A manhã começara fria porém de tempo limpo, qdo eu e a Ju saltamos na Estação Estudantes, em Mogi das Cruzes. Eram quase 8hrs e, com tempo de sobra, nos demos o luxo de tomar um pingado e um salgado na frente da estação. Tempo mais q suficiente prum breve desjejum até o Ricardo e a Elaine darem as caras pra então zarpar pro rolê daquele domingo.
 
Assim q apareceram, coisa de 8:30hrs, imediatamente tomamos a SP-88 sentido Biritiba-Mirim afim de otimizar ao máximo aquele dia promissor. Muito conversa em dia embalou a viagem, enqto as janelas do veículo emolduravam plantações e baixa morraria, paisagens recorrentes do “Cinturão Verde” mogiano. Mas foi qdo o asfalto deu lugar a uma precária estrada de chão q a aventura dava sinais de, enfim, ter começado. Cercada de verdejante mata de ambos os lados, a “Estrada de Estrada do Carapicó” (SP-92) não prima muito pelas boas condições, razões do seu escasso tráfego. Popularmente conhecida como “Estrada de Casa Grande” e entre um solavanco e outro, havia raros momentos em q a esburacada via parecia amansar em trechos largos e planos, nos quais era possível apreciar melhor a paisagem q se descortinava na curva sgte.
 
Mas após serpentear um tanto morraria florestada, passar pela Faz. Itapanhaú e o pacato Bairro da Terceira é q há necessidade de prestar mais atenção. Uma vez na Estação de Tratamento Rio Claro, ignoramos a estrada principal (ou seja, a que vai dar em Salesópolis) e ao invés disso tomamos uma variante q segue pela direita, aparentemente terminando atrás duma casa branca. Mas não, a estrada prossegue firme e forte por um bom tempo na direção sul, cercada de exuberante e farta vegetação de ambos os lados.
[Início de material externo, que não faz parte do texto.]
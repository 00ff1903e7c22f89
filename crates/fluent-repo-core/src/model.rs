// SPDX-FileCopyrightText: 2025-2026 RAprogramm <andrey.rozanov.vl@gmail.com>
// SPDX-License-Identifier: MIT

//! Model traits implemented by `#[derive(Model)]`.
//!
//! A [`Model`] exposes its [`Shape`] and index-based field access. Entities
//! and DTOs are both models: the projection engine reads an entity through
//! [`Model::to_record`] and writes a DTO through [`Model::set_field`].

use crate::{
    error::{MappingError, MappingResult},
    kind::FieldType,
    mapping::MappingPolicy,
    shape::Shape,
    value::{Record, Value}
};

/// Type with a cached field descriptor table and dynamic field access.
///
/// Field indices follow [`Shape::fields`].
///
/// # Example
///
/// ```rust,ignore
/// #[derive(Debug, Default, Model)]
/// #[model(table = "users")]
/// pub struct User {
///     #[model(primary_key)]
///     pub id: i64,
///     pub name: String,
/// }
/// ```
pub trait Model: Default + Sized + 'static {
    /// Field descriptor table, built once per type.
    fn shape() -> &'static Shape;

    /// Read the field at `index`. Out-of-range indices read as `Null`.
    fn field(&self, index: usize) -> Value;

    /// Write the field at `index` from a dynamic value.
    ///
    /// Returns `Ok(false)` when the value was not assigned: the index is out
    /// of range, the value is `Null`, or it is unconvertible under
    /// [`MappingPolicy::BestEffort`].
    ///
    /// # Errors
    ///
    /// Returns [`MappingError`] under [`MappingPolicy::Strict`] or when a
    /// nested record fails structurally.
    fn set_field(&mut self, index: usize, value: &Value, policy: MappingPolicy) -> MappingResult<bool>;

    /// Explicit identity value, overriding primary-key discovery.
    ///
    /// Generated from [`Identifiable`] when the type opts in.
    fn identity(&self) -> Option<Value> {
        None
    }

    /// Snapshot every field into a [`Record`].
    fn to_record(&self) -> Record {
        let shape = Self::shape();
        Record::new(shape, (0..shape.len()).map(|i| self.field(i)).collect())
    }

    /// Build an instance from a record of the same shape.
    ///
    /// Fields are assigned by position, starting from `Self::default()`.
    ///
    /// # Errors
    ///
    /// Returns [`MappingError::ShapeMismatch`] when the record does not
    /// belong to this type, and field errors under the given policy.
    fn from_record(record: &Record, policy: MappingPolicy) -> MappingResult<Self> {
        let shape = Self::shape();
        if record.shape().name() != shape.name() || !record.is_consistent() {
            return Err(MappingError::ShapeMismatch {
                shape:    shape.name(),
                expected: shape.len(),
                found:    record.values().len()
            });
        }
        let mut out = Self::default();
        for (index, (field, value)) in record.iter().enumerate() {
            out.set_field(index, value, policy)
                .map_err(|e| e.in_field(field.name()))?;
        }
        Ok(out)
    }
}

/// Explicit identity accessor.
///
/// With `#[model(identifiable)]` the derive forwards [`Model::identity`] to
/// this trait, so primary-key resolution reports field `"id"` with this
/// value without inspecting fields.
pub trait Identifiable {
    /// Identity type.
    type Id: FieldType;

    /// Identity value.
    fn id(&self) -> Self::Id;
}

/// Assign `value` into `slot` through [`FieldType::from_value`].
///
/// Used by generated `set_field` bodies.
///
/// # Errors
///
/// Propagates conversion errors.
pub fn assign<T: FieldType>(slot: &mut T, value: &Value, policy: MappingPolicy) -> MappingResult<bool> {
    match T::from_value(value, policy)? {
        Some(converted) => {
            *slot = converted;
            Ok(true)
        }
        None => Ok(false)
    }
}
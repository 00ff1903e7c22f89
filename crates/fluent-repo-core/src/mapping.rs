// SPDX-FileCopyrightText: 2025-2026 RAprogramm <andrey.rozanov.vl@gmail.com>
// SPDX-License-Identifier: MIT

//! Entity-to-DTO mapping.
//!
//! A DTO is built from `D::default()` and each of its fields is looked up
//! on the source record:
//!
//! 1. By exact declared name, including fields promoted from embedded
//!    structs.
//! 2. Otherwise by resolved column name against the source's own fields.
//!
//! The matched value is converted through [`FieldType`](crate::FieldType).
//! Struct values recurse with the same two-step matching, `None` pointers
//! leave the destination untouched, and slices map element by element.
//!
//! # Policies
//!
//! | Policy | Unconvertible field |
//! |--------|---------------------|
//! | [`MappingPolicy::BestEffort`] | Left at its zero value |
//! | [`MappingPolicy::Strict`] | [`MappingError::Unconvertible`] wrapped with the field name |

use tracing::trace;

use crate::{
    error::{MappingError, MappingResult},
    model::Model,
    shape::FieldDescriptor,
    value::{Record, Value}
};

/// How mapping treats values that do not convert.
#[derive(Debug, Clone, Copy, PartialEq, Eq, Default)]
pub enum MappingPolicy {
    /// Skip unconvertible fields silently, leaving zero values.
    #[default]
    BestEffort,

    /// Fail on the first unconvertible field.
    Strict
}

/// Build a `D` from a record of any shape.
///
/// # Errors
///
/// Returns [`MappingError::ShapeMismatch`] for an inconsistent record, and
/// field-wrapped errors from nested mapping or strict conversion.
pub fn map_record<D: Model>(source: &Record, policy: MappingPolicy) -> MappingResult<D> {
    if !source.is_consistent() {
        return Err(MappingError::ShapeMismatch {
            shape:    source.shape().name(),
            expected: source.shape().len(),
            found:    source.values().len()
        });
    }

    let mut out = D::default();
    for (index, field) in D::shape().fields().iter().enumerate() {
        let Some(value) = find_source(source, field) else {
            continue;
        };
        let assigned = out
            .set_field(index, value, policy)
            .map_err(|e| e.in_field(field.name()))?;
        if !assigned && !value.is_null() {
            trace!(
                source = source.shape().name(),
                target = D::shape().name(),
                field = field.name(),
                found = value.kind_name(),
                "skipping unconvertible field"
            );
        }
    }
    Ok(out)
}

fn find_source<'a>(source: &'a Record, field: &FieldDescriptor) -> Option<&'a Value> {
    source.get_promoted(field.name()).or_else(|| {
        source
            .iter()
            .find(|(candidate, _)| candidate.column_name() == field.column_name())
            .map(|(_, value)| value)
    })
}

/// Map one entity to a freshly built DTO.
///
/// # Errors
///
/// Returns [`MappingError::NilEntity`] for `None`, and any error from
/// [`map_record`].
pub fn map_entity_to_dto<E: Model, D: Model>(entity: Option<&E>, policy: MappingPolicy) -> MappingResult<D> {
    let entity = entity.ok_or(MappingError::NilEntity)?;
    map_record(&entity.to_record(), policy)
}

/// Map entities element-wise, preserving length and order.
///
/// An empty input yields an empty `Vec<D>`.
///
/// # Errors
///
/// The first failing element aborts the whole operation with its index.
pub fn map_entity_slice_to_dto_slice<E: Model, D: Model>(
    entities: &[E],
    policy: MappingPolicy
) -> MappingResult<Vec<D>> {
    entities
        .iter()
        .enumerate()
        .map(|(index, entity)| {
            map_record(&entity.to_record(), policy).map_err(|e| e.at_index(index))
        })
        .collect()
}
E assim, após tocar sinuosamente em meio a baixa morraria, finalmente estacionamos na frente dum pesqueiro de carpas por volta das 9:30hrs. A decisão de ficar ali é bem obvia pq logo adiante a estrada termina num portão metálico (trancado) da Suzano Celulose. Na sequência, começamos propriamente a pernada daquela manhã fria cruzando o tal portão, pra então adentrar numa propriedade particular dominada por morros cobertos de reflorestamento de eucaliptos. Sempre pro sul, nos mantendo na via principal e ignorando saídas laterais, a caminhada aperta qdo a declividade da estrada aumenta até dar no alto duma colina. 
 
No alto da morraria, por volta das 10hrs, abandonamos a estrada (q desvia pra leste) em favor duma via menor q, cercada e escancarando uma placa “Proibida Entrada”, mergulha enfim na mata fechada. Contornando a cerca enfim nos vemos pisando em trilha, q volta a tocar novamente pro sul. Este início de jornada já logo de cara bordeja um gde descampado, onde bananeiras, pés-de-cambuci e algum mato alto na própria vereda dividem espaço com uma casebre abandonado. Eu e o Ricardo até damos uma fuçada, contatando q a construção é eventualmente utilizada por alguém, ao notar botas sete léguas, alguma vestimenta e embalagens de alimentos no interior.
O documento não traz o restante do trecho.